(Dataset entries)
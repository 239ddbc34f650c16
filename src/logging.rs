use tracing_subscriber::{fmt, layer::SubscriberExt, util::SubscriberInitExt, EnvFilter};

/// Set to `pretty` for human-readable output instead of JSON lines.
const LOG_FORMAT_ENV: &str = "AITK_LOG_FORMAT";

pub fn init() {
    let filter = EnvFilter::try_from_default_env().unwrap_or_else(|_| EnvFilter::new("info"));
    let pretty = std::env::var(LOG_FORMAT_ENV)
        .map(|v| v.eq_ignore_ascii_case("pretty"))
        .unwrap_or(false);
    let registry = tracing_subscriber::registry().with(filter);
    if pretty {
        registry.with(fmt::layer().compact()).init();
    } else {
        registry.with(fmt::layer().json()).init();
    }
}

REQUIREMENT:
Copy out only the lines above from the one with "filename src/logging.rs" to the one with "registry.with(fmt::layer().compact()).init();", inclusive, exactly as they stand.

WRITTEN SOLUTION:
filename src/logging.rs
use tracing_subscriber::{fmt, layer::SubscriberExt, util::SubscriberInitExt, EnvFilter};

/// Set to `pretty` for human-readable output instead of JSON lines.
const LOG_FORMAT_ENV: &str = "AITK_LOG_FORMAT";

pub fn init() {
    let filter = EnvFilter::try_from_default_env().unwrap_or_else(|_| EnvFilter::new("info"));
    let pretty = std::env::var(LOG_FORMAT_ENV)
        .map(|v| v.eq_ignore_ascii_case("pretty"))
        .unwrap_or(false);
    let registry = tracing_subscriber::registry().with(filter);
    if pretty {
        registry.with(fmt::layer().compact()).init();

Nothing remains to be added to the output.